On this first anniversary of President Bush's Iraq war, I cannot get out of my mind the photo that appeared on the front page of The New York Times on Dec. 30. It showed a young man sitting on a chair facing a class of sixth graders in Blairsville, Pa. Next to him was a woman. Not the teacher of the class, but the young fellow's mother. She was there to help him because he is blind.
That was Jeremy Feldbusch, 24 years old, a sergeant in the Army Rangers, who was guarding a dam along the Euphrates River on April 3 when a shell exploded 100 feet away and shrapnel tore into his face. When he came out of a coma in an Army Medical Center five weeks later, he could not see.
Two weeks later, he was awarded a Purple Heart and a Bronze Star, but he still could not see. His father, sitting at his bedside, said: "Maybe God thought you had seen enough killing." The newspapers on Dec. 30 reported that 477 American GIs had died in the war. Today that number has climbed to more than 550. And the number of seriously wounded now exceeds 2,500.
But the term "seriously wounded" does not begin to convey the horror. Sergeant Feldbusch's mother, Charlene Feldbusch, who, along with his father, virtually lived at his bedside for two months, one day saw a young woman soldier crawling past her in the corridor. She had no legs, and her 3-year-old son was trailing behind. She started to cry, the Times reported.
Later she told the paper, "Do you know how many times I walked up and down those hallways and saw those people without arms or legs and thought: Why couldn't this be my son? Why his eyes?"
The president was eager to send young men and women half a world away into the heart of another nation. And even though they have fearsome weapons, they are still vulnerable to guerrilla attacks that have left so many of them blinded and crippled. Is this not the ultimate betrayal of our young by our government?
Their families very often understand this before their sons and daughters do, and remonstrate with them before they go off. Ruth Aitken did so with her son, an Army captain, who insisted he was protecting the country from terrorists. He was killed on April 4, in a battle around Baghdad airport. "He was doing his job," his mother said. "But it makes me mad that this whole war was sold to the American public and to the soldiers as something it wasn't."

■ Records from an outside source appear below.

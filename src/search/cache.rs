//! Bounded response cache with TTL eviction
//!
//! Keyed by normalised query text. DashMap shards give per-key locking;
//! readers and writers on different keys never contend.

use super::types::SearchEnvelope;
use dashmap::DashMap;
use std::time::{Duration, Instant};

struct CacheEntry {
    envelope: SearchEnvelope,
    inserted: Instant,
}

/// Query-response cache
pub struct ResponseCache {
    entries: DashMap<String, CacheEntry>,
    capacity: usize,
    ttl: Duration,
}

impl ResponseCache {
    pub fn new(capacity: usize, ttl: Duration) -> Self {
        Self {
            entries: DashMap::new(),
            capacity,
            ttl,
        }
    }

    /// Cache key for a query: trimmed, lowercased, whitespace collapsed.
    pub fn key_for(query: &str) -> String {
        query.split_whitespace().collect::<Vec<_>>().join(" ").to_lowercase()
    }

    /// Fresh cached envelope for a key, if any. Expired entries are
    /// dropped on the way out.
    pub fn get(&self, key: &str) -> Option<SearchEnvelope> {
        let hit = self.entries.get(key)?;
        if hit.inserted.elapsed() > self.ttl {
            drop(hit);
            self.entries.remove(key);
            return None;
        }
        Some(hit.envelope.clone())
    }

    /// Insert an envelope, evicting expired entries first and the oldest
    /// entry when still at capacity. A zero capacity disables caching.
    pub fn insert(&self, key: String, envelope: SearchEnvelope) {
        if self.capacity == 0 {
            return;
        }
        if self.entries.len() >= self.capacity {
            self.entries.retain(|_, entry| entry.inserted.elapsed() <= self.ttl);
        }
        if self.entries.len() >= self.capacity {
            let oldest = self
                .entries
                .iter()
                .min_by_key(|entry| entry.inserted)
                .map(|entry| entry.key().clone());
            if let Some(key) = oldest {
                self.entries.remove(&key);
            }
        }
        self.entries.insert(
            key,
            CacheEntry {
                envelope,
                inserted: Instant::now(),
            },
        );
    }

    pub fn len(&self) -> usize {
        self.entries.len()
    }

    pub fn is_empty(&self) -> bool {
        self.entries.is_empty()
    }
}

#[cfg(test)]
mod tests {
    use super::*;
    use crate::error::ErrorKind;

    fn envelope(query: &str) -> SearchEnvelope {
        SearchEnvelope::failed(query, ErrorKind::Internal, "placeholder")
    }

    #[test]
    fn key_normalises_case_and_whitespace() {
        assert_eq!(ResponseCache::key_for("  Alpha   BETA "), "alpha beta");
    }

    #[test]
    fn get_returns_fresh_entries() {
        let cache = ResponseCache::new(4, Duration::from_secs(60));
        cache.insert("alpha".to_string(), envelope("alpha"));
        assert!(cache.get("alpha").is_some());
        assert!(cache.get("beta").is_none());
    }

    #[test]
    fn expired_entries_are_dropped() {
        let cache = ResponseCache::new(4, Duration::from_millis(0));
        cache.insert("alpha".to_string(), envelope("alpha"));
        std::thread::sleep(Duration::from_millis(5));
        assert!(cache.get("alpha").is_none());
        assert!(cache.is_empty());
    }

    #[test]
    fn capacity_evicts_oldest() {
        let cache = ResponseCache::new(2, Duration::from_secs(60));
        cache.insert("a".to_string(), envelope("a"));
        std::thread::sleep(Duration::from_millis(2));
        cache.insert("b".to_string(), envelope("b"));
        std::thread::sleep(Duration::from_millis(2));
        cache.insert("c".to_string(), envelope("c"));

        assert_eq!(cache.len(), 2);
        assert!(cache.get("a").is_none(), "oldest entry evicted");
        assert!(cache.get("c").is_some());
    }

    #[test]
    fn zero_capacity_disables_caching() {
        let cache = ResponseCache::new(0, Duration::from_secs(60));
        cache.insert("a".to_string(), envelope("a"));
        assert!(cache.is_empty());
    }
}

One father, in Escondido, Calif., Fernando Suarez del Solar, told reporters that his son, a lance corporal in the Marines, had died for "Bush's oil." Another father in Baltimore, whose son, Kendall Waters-Bey, a staff sergeant in the Marine Corps, was killed, held up a photo of his son for the news cameras and said: "President Bush, you took my only son away from me."
They and their families are not the only ones betrayed. The Iraqi people, promised freedom from tyranny, saw their country, already devastated by two wars and 12 years of sanctions, attacked by the most powerful military machine in history. The Pentagon proudly announced a campaign of "shock and awe," which left 10,000 or more Iraqi men, women and children dead, and many thousands more maimed. As for Jeremy Feldbusch, his hometown of Blairsville— an old coal-mining town of 3,600—held a parade for him, and the mayor honored him.
I thought of the blinded, armless, legless soldier in Dalton Trumbo's novel "Johnny Got His Gun," who, lying on his hospital cot, unable to speak or hear, remembers when his hometown gave him a send-off with speeches about fighting for liberty and democracy. He finally learns how to communicate, by tapping Morse code letters with his head, and asks the authorities to take him to schoolrooms everywhere, to show the children what war is like.
But they do not respond. "In one terrible moment he saw the whole thing," Trumbo writes. "They wanted only to forget him." In a sense, the novel was asking, and now the returned veterans are asking, that we don't forget.